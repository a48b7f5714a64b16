//! Shared HTTP API types
//!
//! Request and response bodies of the playlist service. Kept free of any HTTP
//! framework dependency so clients can reuse them.

pub mod types;

pub use types::{ErrorBody, ErrorResponse, GeneratePlaylistRequest, HealthResponse, PlaylistResponse};
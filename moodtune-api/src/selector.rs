//! Artist-diverse track selection
//!
//! Two greedy passes over the candidate pool, both in input order:
//!
//! - **Pass 1** accepts a candidate unless its artist is at the cap, or it
//!   repeats the previously accepted artist while a later candidate by another
//!   under-cap artist is still available.
//! - **Pass 2** revisits the candidates pass 1 skipped and accepts any whose
//!   artist is still under the cap, without the repeat rule.
//!
//! The output lists pass-1 picks followed by pass-2 picks. Candidates without
//! an artist share one "unknown" bucket and its cap. The per-artist cap is
//! never exceeded, even when that leaves the selection short.

use crate::aggregator::CandidateTrack;
use std::collections::{HashMap, HashSet};

/// Artist bucket used for capping
#[derive(Debug, Clone, Copy, PartialEq, Eq, Hash)]
pub enum ArtistKey<'a> {
    Known(&'a str),
    Unknown,
}

impl<'a> ArtistKey<'a> {
    pub fn of(candidate: &'a CandidateTrack) -> Self {
        match candidate.artist_id.as_deref() {
            Some(id) if !id.is_empty() => ArtistKey::Known(id),
            _ => ArtistKey::Unknown,
        }
    }
}

/// Selection state threaded through both passes
#[derive(Debug)]
struct Selection<'a> {
    picked: Vec<&'a str>,
    picked_ids: HashSet<&'a str>,
    per_artist: HashMap<ArtistKey<'a>, usize>,
    last_artist: Option<ArtistKey<'a>>,
    max_tracks: usize,
    max_per_artist: usize,
}

impl<'a> Selection<'a> {
    fn new(max_tracks: usize, max_per_artist: usize) -> Self {
        Self {
            picked: Vec::with_capacity(max_tracks),
            picked_ids: HashSet::new(),
            per_artist: HashMap::new(),
            last_artist: None,
            max_tracks,
            max_per_artist,
        }
    }

    fn is_full(&self) -> bool {
        self.picked.len() >= self.max_tracks
    }

    fn under_cap(&self, artist: ArtistKey<'a>) -> bool {
        self.per_artist.get(&artist).copied().unwrap_or(0) < self.max_per_artist
    }

    fn is_eligible(&self, candidate: &'a CandidateTrack) -> bool {
        !candidate.track_id.is_empty()
            && !self.picked_ids.contains(candidate.track_id.as_str())
            && self.under_cap(ArtistKey::of(candidate))
    }

    fn accept(&mut self, candidate: &'a CandidateTrack) {
        let artist = ArtistKey::of(candidate);
        self.picked.push(&candidate.track_id);
        self.picked_ids.insert(&candidate.track_id);
        *self.per_artist.entry(artist).or_insert(0) += 1;
        self.last_artist = Some(artist);
    }

    /// Another under-cap artist is still available after `index`
    fn has_alternative_after(
        &self,
        candidates: &'a [CandidateTrack],
        index: usize,
        artist: ArtistKey<'a>,
    ) -> bool {
        candidates[index + 1..]
            .iter()
            .any(|later| ArtistKey::of(later) != artist && self.is_eligible(later))
    }
}

/// Pick up to `max_tracks` track ids with at most `max_per_artist` per artist
pub fn select(candidates: &[CandidateTrack], max_tracks: usize, max_per_artist: usize) -> Vec<String> {
    let mut selection = Selection::new(max_tracks, max_per_artist);
    let mut skipped: Vec<&CandidateTrack> = Vec::new();

    for (index, candidate) in candidates.iter().enumerate() {
        if selection.is_full() {
            break;
        }
        if !selection.is_eligible(candidate) {
            skipped.push(candidate);
            continue;
        }

        let artist = ArtistKey::of(candidate);
        if selection.last_artist == Some(artist)
            && selection.has_alternative_after(candidates, index, artist)
        {
            skipped.push(candidate);
            continue;
        }

        selection.accept(candidate);
    }

    for candidate in skipped {
        if selection.is_full() {
            break;
        }
        if selection.is_eligible(candidate) {
            selection.accept(candidate);
        }
    }

    selection.picked.into_iter().map(str::to_string).collect()
}
//! Remote music catalog capabilities
//!
//! The pipeline talks to the catalog only through two narrow traits:
//! - [`SearchCapable`]: text search with independent song-filter and
//!   spelling-tolerance toggles
//! - [`WriteCapable`]: playlist creation and item addition
//!
//! [`ytmusic::YtMusicClient`] implements both for the two credential kinds
//! ([`CredentialKind::Browser`], [`CredentialKind::OAuth`]).

pub mod auth;
pub mod parse;
pub mod ytmusic;

use async_trait::async_trait;
use std::fmt;
use thiserror::Error;

pub use auth::{BrowserSession, CatalogAuth, OAuthClientCredentials, OAuthSession, OAuthToken};
pub use ytmusic::YtMusicClient;

/// Which credential material backs a catalog handle
#[derive(Debug, Clone, Copy, PartialEq, Eq, Hash)]
pub enum CredentialKind {
    /// Cookie/header credentials copied from a logged-in web session
    Browser,
    /// Token credentials from the device-code flow
    OAuth,
}

impl CredentialKind {
    pub fn as_str(&self) -> &'static str {
        match self {
            CredentialKind::Browser => "browser",
            CredentialKind::OAuth => "oauth",
        }
    }
}

impl fmt::Display for CredentialKind {
    fn fmt(&self, f: &mut fmt::Formatter<'_>) -> fmt::Result {
        f.write_str(self.as_str())
    }
}

/// One catalog search call
#[derive(Debug, Clone, PartialEq, Eq)]
pub struct SearchRequest {
    pub query: String,
    pub limit: usize,
    /// Restrict results to track-type entries
    pub songs_only: bool,
    /// Relax exact-text matching
    pub ignore_spelling: bool,
}

/// Artist credited on a search result
#[derive(Debug, Clone, PartialEq, Eq)]
pub struct ArtistRef {
    /// Catalog browse id, when the result links to an artist page
    pub id: Option<String>,
    pub name: String,
}

/// Raw search result record as returned by the catalog
#[derive(Debug, Clone, PartialEq, Eq, Default)]
pub struct RawTrack {
    /// Playable track identifier; rows such as albums or artists carry none
    pub video_id: Option<String>,
    pub title: Option<String>,
    pub artists: Vec<ArtistRef>,
}

/// Catalog adapter errors
#[derive(Debug, Error)]
pub enum CatalogError {
    /// Transport failure, including timeouts
    #[error("HTTP error: {0}")]
    Http(String),

    /// Catalog answered with a non-success status
    #[error("Catalog returned {status}: {body}")]
    Status { status: u16, body: String },

    /// Response did not have the expected shape
    #[error("Parse error: {0}")]
    Parse(String),

    /// Credential material missing, malformed or not refreshable
    #[error("Authentication error: {0}")]
    Auth(String),

    /// Catalog processed the request but reported failure
    #[error("Request rejected: {0}")]
    Rejected(String),
}

impl From<reqwest::Error> for CatalogError {
    fn from(e: reqwest::Error) -> Self {
        if e.is_timeout() {
            CatalogError::Http(format!("request timed out: {}", e))
        } else {
            CatalogError::Http(e.to_string())
        }
    }
}

/// Catalog search capability
#[async_trait]
pub trait SearchCapable: Send + Sync {
    async fn search(&self, request: &SearchRequest) -> Result<Vec<RawTrack>, CatalogError>;
}

/// Catalog playlist-write capability
#[async_trait]
pub trait WriteCapable: Send + Sync {
    /// Create an empty playlist, returning its id
    async fn create_playlist(&self, title: &str, description: &str) -> Result<String, CatalogError>;

    /// Append tracks to an existing playlist
    async fn add_items(&self, playlist_id: &str, track_ids: &[String]) -> Result<(), CatalogError>;

    /// Public URL of a playlist
    fn playlist_url(&self, playlist_id: &str) -> String;
}
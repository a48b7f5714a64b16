//! Per-query search with credential-specific degradation
//!
//! Browser-backed search makes a single song-filtered attempt. OAuth-backed
//! search never uses the song filter (it provokes protocol errors there) and
//! walks a fixed ladder instead:
//!
//! 1. plain query
//! 2. plain query, spelling tolerance on
//! 3. first three words, spelling tolerance on
//!
//! Only a failed call moves to the next rung; an empty but successful answer
//! is final. When every rung fails the result is empty, never an error.

use crate::catalog::{CatalogError, CredentialKind, RawTrack, SearchCapable, SearchRequest};
use tracing::{debug, error, warn};

/// Words kept when a query is collapsed for the last OAuth attempt
const COLLAPSED_QUERY_WORDS: usize = 3;

/// One planned catalog call
#[derive(Debug, Clone, PartialEq, Eq)]
pub struct SearchAttempt {
    pub query: String,
    pub songs_only: bool,
    pub ignore_spelling: bool,
}

impl SearchAttempt {
    fn request(&self, limit: usize) -> SearchRequest {
        SearchRequest {
            query: self.query.clone(),
            limit,
            songs_only: self.songs_only,
            ignore_spelling: self.ignore_spelling,
        }
    }
}

/// Attempts to make for a query, in order
pub fn attempt_plan(kind: CredentialKind, query: &str) -> Vec<SearchAttempt> {
    match kind {
        CredentialKind::Browser => vec![SearchAttempt {
            query: query.to_string(),
            songs_only: true,
            ignore_spelling: false,
        }],
        CredentialKind::OAuth => vec![
            SearchAttempt {
                query: query.to_string(),
                songs_only: false,
                ignore_spelling: false,
            },
            SearchAttempt {
                query: query.to_string(),
                songs_only: false,
                ignore_spelling: true,
            },
            SearchAttempt {
                query: collapse_query(query),
                songs_only: false,
                ignore_spelling: true,
            },
        ],
    }
}

fn collapse_query(query: &str) -> String {
    query
        .split_whitespace()
        .take(COLLAPSED_QUERY_WORDS)
        .collect::<Vec<_>>()
        .join(" ")
}

/// Run one query through the attempt plan for `kind`
pub async fn search(
    handle: &dyn SearchCapable,
    kind: CredentialKind,
    query: &str,
    limit: usize,
) -> Vec<RawTrack> {
    let plan = attempt_plan(kind, query);
    let attempts = plan.len();

    for (index, attempt) in plan.iter().enumerate() {
        let outcome: Result<Vec<RawTrack>, CatalogError> =
            handle.search(&attempt.request(limit)).await;

        match outcome {
            Ok(tracks) => {
                debug!(
                    query = %attempt.query,
                    attempt = index + 1,
                    results = tracks.len(),
                    "Search succeeded"
                );
                return tracks;
            }
            Err(e) if kind == CredentialKind::Browser => {
                error!(query = %attempt.query, error = %e, "Browser search failed");
            }
            Err(e) => {
                warn!(
                    query = %attempt.query,
                    attempt = index + 1,
                    of = attempts,
                    songs_only = attempt.songs_only,
                    ignore_spelling = attempt.ignore_spelling,
                    error = %e,
                    "Search attempt failed"
                );
            }
        }
    }

    warn!(query = %query, kind = %kind, "Search attempts exhausted, treating as no results");
    Vec::new()
}
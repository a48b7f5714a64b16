//! Unit tests for atomic file writes
//!
//! Tests cover:
//! - Temp file + rename leaves only the target behind
//! - Existing content is fully replaced
//! - Permissions 0600 on Unix (files hold credentials), including a stale temp file
//! - A failed write leaves no temp file behind

use moodtune_common::config::write_atomically;
use tempfile::TempDir;

#[test]
fn test_atomic_write_leaves_no_temp_file() {
    let temp_dir = TempDir::new().unwrap();
    let target = temp_dir.path().join("oauth.json");

    write_atomically(&target, "{\"access_token\": \"a\"}").unwrap();

    assert!(target.exists());
    assert!(!temp_dir.path().join("oauth.json.tmp").exists());
}

#[test]
fn test_atomic_write_replaces_content() {
    let temp_dir = TempDir::new().unwrap();
    let target = temp_dir.path().join("oauth.json");

    write_atomically(&target, "first version with a long body").unwrap();
    write_atomically(&target, "second").unwrap();

    assert_eq!(std::fs::read_to_string(&target).unwrap(), "second");
}

#[cfg(unix)]
#[test]
fn test_atomic_write_sets_owner_only_permissions() {
    use std::os::unix::fs::PermissionsExt;

    let temp_dir = TempDir::new().unwrap();
    let target = temp_dir.path().join("oauth.json");

    write_atomically(&target, "{}").unwrap();

    let mode = std::fs::metadata(&target).unwrap().permissions().mode();
    assert_eq!(mode & 0o777, 0o600);
}

#[cfg(unix)]
#[test]
fn test_atomic_write_tightens_stale_temp_file() {
    use std::os::unix::fs::PermissionsExt;

    let temp_dir = TempDir::new().unwrap();
    let target = temp_dir.path().join("oauth.json");
    let stale = temp_dir.path().join("oauth.json.tmp");
    std::fs::write(&stale, "old token").unwrap();
    std::fs::set_permissions(&stale, std::fs::Permissions::from_mode(0o644)).unwrap();

    write_atomically(&target, "{\"access_token\": \"b\"}").unwrap();

    let mode = std::fs::metadata(&target).unwrap().permissions().mode();
    assert_eq!(mode & 0o777, 0o600);
    assert_eq!(
        std::fs::read_to_string(&target).unwrap(),
        "{\"access_token\": \"b\"}"
    );
    assert!(!stale.exists());
}

#[test]
fn test_failed_atomic_write_removes_temp_file() {
    let temp_dir = TempDir::new().unwrap();
    // Renaming a file over a non-empty directory fails
    let target = temp_dir.path().join("oauth.json");
    std::fs::create_dir(&target).unwrap();
    std::fs::write(target.join("keep"), "x").unwrap();

    let result = write_atomically(&target, "{\"access_token\": \"secret\"}");

    assert!(result.is_err());
    assert!(!temp_dir.path().join("oauth.json.tmp").exists());
}
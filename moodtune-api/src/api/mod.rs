//! HTTP API handlers for moodtune-api

pub mod buildinfo;
pub mod health;
pub mod playlist;

pub use buildinfo::get_build_info;
pub use health::health_routes;
pub use playlist::generate_playlist;
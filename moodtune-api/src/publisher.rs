//! Playlist creation
//!
//! Create then add, in that order. The two calls are not transactional: if
//! adding fails, the playlist already created stays on the catalog and the
//! failure is reported as [`PlaylistError::RemoteWrite`].

use crate::catalog::WriteCapable;
use crate::error::PlaylistError;
use moodtune_common::{TimeOfDay, Weather};
use tracing::{error, info};

/// Title used when the caller gives none
pub fn default_title(weather: Weather, genre: &str) -> String {
    format!("MoodTune: {} {}", weather, genre.trim())
}

/// Description recording the time of day and every query used
pub fn description(time_of_day: TimeOfDay, queries: &[String]) -> String {
    format!(
        "Generated by MoodTune for {} listening. Queries: {}",
        time_of_day,
        queries.join(" / ")
    )
}

/// Create a playlist holding `track_ids`, returning its id
pub async fn publish(
    handle: &dyn WriteCapable,
    title: &str,
    description: &str,
    track_ids: &[String],
) -> Result<String, PlaylistError> {
    let playlist_id = handle
        .create_playlist(title, description)
        .await
        .map_err(|e| {
            error!(error = %e, "Playlist creation failed");
            PlaylistError::RemoteWrite(format!("create playlist: {}", e))
        })?;

    info!(playlist_id = %playlist_id, tracks = track_ids.len(), "Playlist created");

    handle.add_items(&playlist_id, track_ids).await.map_err(|e| {
        error!(
            playlist_id = %playlist_id,
            error = %e,
            "Adding tracks failed; created playlist left in place"
        );
        PlaylistError::RemoteWrite(format!("add tracks to {}: {}", playlist_id, e))
    })?;

    Ok(playlist_id)
}

#[cfg(test)]
mod tests {
    use super::*;

    #[test]
    fn test_default_title() {
        assert_eq!(default_title(Weather::Rain, " J-POP "), "MoodTune: Rain J-POP");
    }

    #[test]
    fn test_description_lists_queries() {
        let text = description(
            TimeOfDay::Night,
            &["J-POP Rain night music".to_string(), "J-POP rainy songs".to_string()],
        );
        assert!(text.contains("night"));
        assert!(text.contains("J-POP Rain night music / J-POP rainy songs"));
    }
}
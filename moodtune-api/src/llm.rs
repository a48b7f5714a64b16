//! Text generation client (OpenAI-compatible chat completions)
//!
//! Only the query composer uses this. The client is optional: without an API
//! key [`HttpTextGenerator::from_config`] returns `None` and queries come from
//! templates.

use async_trait::async_trait;
use moodtune_common::config::LlmConfig;
use reqwest::header::{HeaderMap, HeaderValue, AUTHORIZATION, CONTENT_TYPE};
use serde::{Deserialize, Serialize};
use std::time::Duration;
use thiserror::Error;
use tracing::{debug, info, warn};

/// Environment variables checked for the API key, in priority order
pub const API_KEY_ENV_VARS: &[&str] = &["MOODTUNE_LLM_API_KEY", "OPENAI_API_KEY"];

/// Text generation errors
#[derive(Debug, Error)]
pub enum LlmError {
    #[error("http error: {0}")]
    Http(String),
    #[error("response error: {0}")]
    Response(String),
    #[error("serialization error: {0}")]
    Serialization(String),
}

/// Text generation capability
#[async_trait]
pub trait TextGenerator: Send + Sync {
    async fn complete(&self, system: &str, user: &str) -> Result<String, LlmError>;
}

/// HTTP text generator using an OpenAI-compatible API
pub struct HttpTextGenerator {
    client: reqwest::Client,
    endpoint: String,
    model: String,
    temperature: f32,
    api_key: String,
}

impl HttpTextGenerator {
    pub fn new(config: &LlmConfig, api_key: String) -> Result<Self, LlmError> {
        let client = reqwest::Client::builder()
            .timeout(Duration::from_secs(config.timeout_secs))
            .build()
            .map_err(|e| LlmError::Http(e.to_string()))?;

        Ok(Self {
            client,
            endpoint: config.endpoint.clone(),
            model: config.model.clone(),
            temperature: config.temperature,
            api_key,
        })
    }

    /// Build a generator if an API key is available
    ///
    /// Environment keys override the TOML value.
    pub fn from_config(config: &LlmConfig) -> Option<Self> {
        let env_key = API_KEY_ENV_VARS
            .iter()
            .find_map(|name| std::env::var(name).ok())
            .filter(|k| !k.trim().is_empty());
        let api_key = env_key
            .or_else(|| config.api_key.clone())
            .filter(|k| !k.trim().is_empty());

        let Some(api_key) = api_key else {
            info!("No text generation API key configured, using query templates");
            return None;
        };

        match Self::new(config, api_key) {
            Ok(generator) => {
                info!(model = %config.model, "Text generation enabled");
                Some(generator)
            }
            Err(e) => {
                warn!("Text generation client unavailable: {}", e);
                None
            }
        }
    }
}

#[derive(Debug, Serialize)]
struct ChatMessage<'a> {
    role: &'a str,
    content: &'a str,
}

#[derive(Debug, Serialize)]
struct ChatRequest<'a> {
    model: &'a str,
    messages: Vec<ChatMessage<'a>>,
    temperature: f32,
}

#[derive(Debug, Deserialize)]
struct ChatResponse {
    choices: Vec<ChatChoice>,
}

#[derive(Debug, Deserialize)]
struct ChatChoice {
    message: ChatMessageResponse,
}

#[derive(Debug, Deserialize)]
struct ChatMessageResponse {
    #[serde(default)]
    content: Option<String>,
}

#[async_trait]
impl TextGenerator for HttpTextGenerator {
    async fn complete(&self, system: &str, user: &str) -> Result<String, LlmError> {
        let mut headers = HeaderMap::new();
        headers.insert(CONTENT_TYPE, HeaderValue::from_static("application/json"));
        let bearer = HeaderValue::from_str(&format!("Bearer {}", self.api_key))
            .map_err(|e| LlmError::Http(e.to_string()))?;
        headers.insert(AUTHORIZATION, bearer);

        let body = ChatRequest {
            model: &self.model,
            messages: vec![
                ChatMessage {
                    role: "system",
                    content: system,
                },
                ChatMessage {
                    role: "user",
                    content: user,
                },
            ],
            temperature: self.temperature,
        };

        let response = self
            .client
            .post(&self.endpoint)
            .headers(headers)
            .json(&body)
            .send()
            .await
            .map_err(|e| LlmError::Http(e.to_string()))?;

        if !response.status().is_success() {
            let status = response.status();
            let text = response.text().await.unwrap_or_default();
            return Err(LlmError::Response(format!("HTTP {}: {}", status, text)));
        }

        let text = response
            .text()
            .await
            .map_err(|e| LlmError::Http(e.to_string()))?;
        let parsed: ChatResponse =
            serde_json::from_str(&text).map_err(|e| LlmError::Serialization(e.to_string()))?;

        let content = parsed
            .choices
            .into_iter()
            .next()
            .and_then(|c| c.message.content)
            .ok_or_else(|| LlmError::Response("Missing choices".to_string()))?;

        debug!(chars = content.len(), "Text generation complete");
        Ok(content)
    }
}
//! Common error types for MoodTune

use thiserror::Error;

/// Common result type for MoodTune operations
pub type Result<T> = std::result::Result<T, Error>;

/// Common error types shared by MoodTune crates
#[derive(Error, Debug)]
pub enum Error {
    /// I/O operation error (wraps std::io::Error)
    #[error("IO error: {0}")]
    Io(#[from] std::io::Error),

    /// Configuration loading or validation error
    #[error("Configuration error: {0}")]
    Config(String),

    /// Invalid user input or request parameter
    #[error("Invalid input: {0}")]
    InvalidInput(String),
}
//! Build script for moodtune-api
//!
//! Captures build identification information at compile time:
//! - Git commit hash (short form)
//! - Build timestamp
//! - Build profile (debug/release)

use std::process::Command;

fn main() {
    // Capture git commit hash (short form, 8 characters)
    let git_hash = Command::new("git")
        .args(["rev-parse", "--short=8", "HEAD"])
        .output()
        .ok()
        .and_then(|output| {
            if output.status.success() {
                String::from_utf8(output.stdout).ok()
            } else {
                None
            }
        })
        .map(|s| s.trim().to_string())
        .unwrap_or_else(|| "unknown".to_string());

    // ISO 8601 with local timezone, e.g. 2025-10-26T14:30:45-05:00
    let build_timestamp = chrono::Local::now().to_rfc3339_opts(chrono::SecondsFormat::Secs, false);

    let profile = std::env::var("PROFILE").unwrap_or_else(|_| "unknown".to_string());

    println!("cargo:rustc-env=GIT_HASH={}", git_hash);
    println!("cargo:rustc-env=BUILD_TIMESTAMP={}", build_timestamp);
    println!("cargo:rustc-env=BUILD_PROFILE={}", profile);

    // No rerun-if-changed directives: Cargo reruns this script on every build
    // so the timestamp and hash stay current
}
************
- _Work request_: Look through the material above. Copy each line where the word "tracing" appears.

- _Task result_:
use tracing::{debug, error, warn};
use tracing::{error, info};
use tracing::{debug, info, warn};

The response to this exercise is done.